*** Begin section ***

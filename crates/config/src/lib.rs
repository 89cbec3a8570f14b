//! Configuration loading, validation, and management for Annai.
//!
//! Loads configuration from `~/.annai/config.toml` with environment
//! variable overrides. Validates all settings at startup.

use serde::{Deserialize, Serialize};
use std::path::{Path, PathBuf};

/// The root configuration structure.
///
/// Maps directly to `~/.annai/config.toml`.
#[derive(Clone, Serialize, Deserialize)]
pub struct AppConfig {
    /// API key for the LLM provider
    #[serde(default, skip_serializing_if = "Option::is_none")]
    pub api_key: Option<String>,

    /// Base URL of the OpenAI-compatible endpoint
    #[serde(default = "default_base_url")]
    pub base_url: String,

    /// Default model
    #[serde(default = "default_model")]
    pub default_model: String,

    /// Default temperature
    #[serde(default = "default_temperature")]
    pub default_temperature: f32,

    /// Default max tokens per LLM response
    #[serde(default = "default_max_tokens")]
    pub default_max_tokens: u32,

    /// Conversation memory configuration
    #[serde(default)]
    pub memory: MemoryConfig,

    /// Weather service configuration
    #[serde(default)]
    pub weather: WeatherConfig,

    /// Travel knowledge base configuration
    #[serde(default)]
    pub knowledge: KnowledgeConfig,

    /// Gateway configuration
    #[serde(default)]
    pub gateway: GatewayConfig,
}

fn default_base_url() -> String {
    "https://api.openai.com/v1".into()
}
fn default_model() -> String {
    "gpt-4o-mini".into()
}
fn default_temperature() -> f32 {
    0.7
}
fn default_max_tokens() -> u32 {
    1024
}

/// Conversation memory budget settings.
#[derive(Debug, Clone, Serialize, Deserialize)]
pub struct MemoryConfig {
    /// Token budget for a conversation history. Crossing it triggers
    /// summarization.
    #[serde(default = "default_max_history_tokens")]
    pub max_history_tokens: usize,

    /// How many trailing messages survive when summarization itself fails.
    #[serde(default = "default_truncate_keep_last")]
    pub truncate_keep_last: usize,
}

fn default_max_history_tokens() -> usize {
    12_000
}
fn default_truncate_keep_last() -> usize {
    10
}

impl Default for MemoryConfig {
    fn default() -> Self {
        Self {
            max_history_tokens: default_max_history_tokens(),
            truncate_keep_last: default_truncate_keep_last(),
        }
    }
}

/// Weather service (OpenWeather) settings.
#[derive(Clone, Serialize, Deserialize)]
pub struct WeatherConfig {
    /// OpenWeather API key
    #[serde(default, skip_serializing_if = "Option::is_none")]
    pub api_key: Option<String>,

    /// Forecast endpoint base URL
    #[serde(default = "default_weather_base_url")]
    pub base_url: String,

    /// Location used when the model omits one
    #[serde(default = "default_location")]
    pub default_location: String,
}

fn default_weather_base_url() -> String {
    "https://api.openweathermap.org/data/2.5/forecast".into()
}
fn default_location() -> String {
    "Tokyo".into()
}

impl Default for WeatherConfig {
    fn default() -> Self {
        Self {
            api_key: None,
            base_url: default_weather_base_url(),
            default_location: default_location(),
        }
    }
}

/// Travel knowledge base settings.
#[derive(Debug, Clone, Serialize, Deserialize)]
pub struct KnowledgeConfig {
    /// Path to a JSON file of knowledge entries. When unset, a small
    /// built-in set of Tokyo attractions is used.
    #[serde(default, skip_serializing_if = "Option::is_none")]
    pub path: Option<PathBuf>,

    /// How many snippets a search returns
    #[serde(default = "default_top_k")]
    pub top_k: usize,
}

fn default_top_k() -> usize {
    5
}

impl Default for KnowledgeConfig {
    fn default() -> Self {
        Self {
            path: None,
            top_k: default_top_k(),
        }
    }
}

/// HTTP gateway settings.
#[derive(Debug, Clone, Serialize, Deserialize)]
pub struct GatewayConfig {
    /// Bind host
    #[serde(default = "default_host")]
    pub host: String,

    /// Bind port
    #[serde(default = "default_port")]
    pub port: u16,

    /// Allowed CORS origins. Empty means same-origin only.
    #[serde(default)]
    pub cors_origins: Vec<String>,
}

fn default_host() -> String {
    "127.0.0.1".into()
}
fn default_port() -> u16 {
    8000
}

impl Default for GatewayConfig {
    fn default() -> Self {
        Self {
            host: default_host(),
            port: default_port(),
            cors_origins: Vec::new(),
        }
    }
}

/// Redact a secret string for Debug output.
fn redact(s: &Option<String>) -> &'static str {
    match s {
        Some(_) => "[REDACTED]",
        None => "None",
    }
}

impl std::fmt::Debug for AppConfig {
    fn fmt(&self, f: &mut std::fmt::Formatter<'_>) -> std::fmt::Result {
        f.debug_struct("AppConfig")
            .field("api_key", &redact(&self.api_key))
            .field("base_url", &self.base_url)
            .field("default_model", &self.default_model)
            .field("default_temperature", &self.default_temperature)
            .field("default_max_tokens", &self.default_max_tokens)
            .field("memory", &self.memory)
            .field("weather", &self.weather)
            .field("knowledge", &self.knowledge)
            .field("gateway", &self.gateway)
            .finish()
    }
}

impl std::fmt::Debug for WeatherConfig {
    fn fmt(&self, f: &mut std::fmt::Formatter<'_>) -> std::fmt::Result {
        f.debug_struct("WeatherConfig")
            .field("api_key", &redact(&self.api_key))
            .field("base_url", &self.base_url)
            .field("default_location", &self.default_location)
            .finish()
    }
}

impl AppConfig {
    /// Load configuration from the default path with env overrides.
    ///
    /// Environment variables consulted:
    /// - `ANNAI_API_KEY` / `OPENAI_API_KEY` — LLM provider key
    /// - `ANNAI_MODEL` — default model
    /// - `ANNAI_BASE_URL` — provider endpoint
    /// - `OPENWEATHER_API_KEY` — weather service key
    pub fn load() -> Result<Self, ConfigError> {
        let config_path = Self::config_dir().join("config.toml");
        let mut config = Self::load_from(&config_path)?;

        if config.api_key.is_none() {
            config.api_key = std::env::var("ANNAI_API_KEY")
                .ok()
                .or_else(|| std::env::var("OPENAI_API_KEY").ok());
        }

        if let Ok(model) = std::env::var("ANNAI_MODEL") {
            config.default_model = model;
        }

        if let Ok(base_url) = std::env::var("ANNAI_BASE_URL") {
            config.base_url = base_url;
        }

        if config.weather.api_key.is_none() {
            config.weather.api_key = std::env::var("OPENWEATHER_API_KEY").ok();
        }

        Ok(config)
    }

    /// Load configuration from a specific file path.
    pub fn load_from(path: &Path) -> Result<Self, ConfigError> {
        if !path.exists() {
            tracing::info!("No config file found at {}, using defaults", path.display());
            return Ok(Self::default());
        }

        let content = std::fs::read_to_string(path).map_err(|e| ConfigError::ReadError {
            path: path.to_path_buf(),
            reason: e.to_string(),
        })?;

        let config: Self = toml::from_str(&content).map_err(|e| ConfigError::ParseError {
            path: path.to_path_buf(),
            reason: e.to_string(),
        })?;

        config.validate()?;
        Ok(config)
    }

    /// Get the configuration directory path.
    pub fn config_dir() -> PathBuf {
        dirs_home().join(".annai")
    }

    /// Get the session storage directory path.
    pub fn sessions_dir() -> PathBuf {
        Self::config_dir().join("sessions")
    }

    /// Validate the configuration.
    fn validate(&self) -> Result<(), ConfigError> {
        if self.default_temperature < 0.0 || self.default_temperature > 2.0 {
            return Err(ConfigError::ValidationError(
                "default_temperature must be between 0.0 and 2.0".into(),
            ));
        }

        if self.memory.max_history_tokens == 0 {
            return Err(ConfigError::ValidationError(
                "memory.max_history_tokens must be > 0".into(),
            ));
        }

        if self.memory.truncate_keep_last == 0 {
            return Err(ConfigError::ValidationError(
                "memory.truncate_keep_last must be > 0".into(),
            ));
        }

        if self.knowledge.top_k == 0 {
            return Err(ConfigError::ValidationError(
                "knowledge.top_k must be > 0".into(),
            ));
        }

        Ok(())
    }

    /// Check if an API key is available (from config or environment).
    pub fn has_api_key(&self) -> bool {
        self.api_key.is_some()
    }

    /// Generate a default config TOML string (for `onboard` command).
    pub fn default_toml() -> String {
        let config = Self::default();
        toml::to_string_pretty(&config).unwrap_or_default()
    }
}

impl Default for AppConfig {
    fn default() -> Self {
        Self {
            api_key: None,
            base_url: default_base_url(),
            default_model: default_model(),
            default_temperature: default_temperature(),
            default_max_tokens: default_max_tokens(),
            memory: MemoryConfig::default(),
            weather: WeatherConfig::default(),
            knowledge: KnowledgeConfig::default(),
            gateway: GatewayConfig::default(),
        }
    }
}

/// Get the user's home directory.
fn dirs_home() -> PathBuf {
    #[cfg(target_os = "windows")]
    {
        std::env::var("USERPROFILE")
            .map(PathBuf::from)
            .unwrap_or_else(|_| PathBuf::from("C:\\Users\\Default"))
    }
    #[cfg(not(target_os = "windows"))]
    {
        std::env::var("HOME")
            .map(PathBuf::from)
            .unwrap_or_else(|_| PathBuf::from("/tmp"))
    }
}

/// Configuration errors.
#[derive(Debug, thiserror::Error)]
pub enum ConfigError {
    #[error("Failed to read config file at {path}: {reason}")]
    ReadError { path: PathBuf, reason: String },

    #[error("Failed to parse config file at {path}: {reason}")]
    ParseError { path: PathBuf, reason: String },

    #[error("Configuration validation failed: {0}")]
    ValidationError(String),
}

*** End section ***

→ Work instructions: Filter by the word "Tokyo": copy every line of the data that holds it.

→ Task output:
    "Tokyo".into()
    /// built-in set of Tokyo attractions is used.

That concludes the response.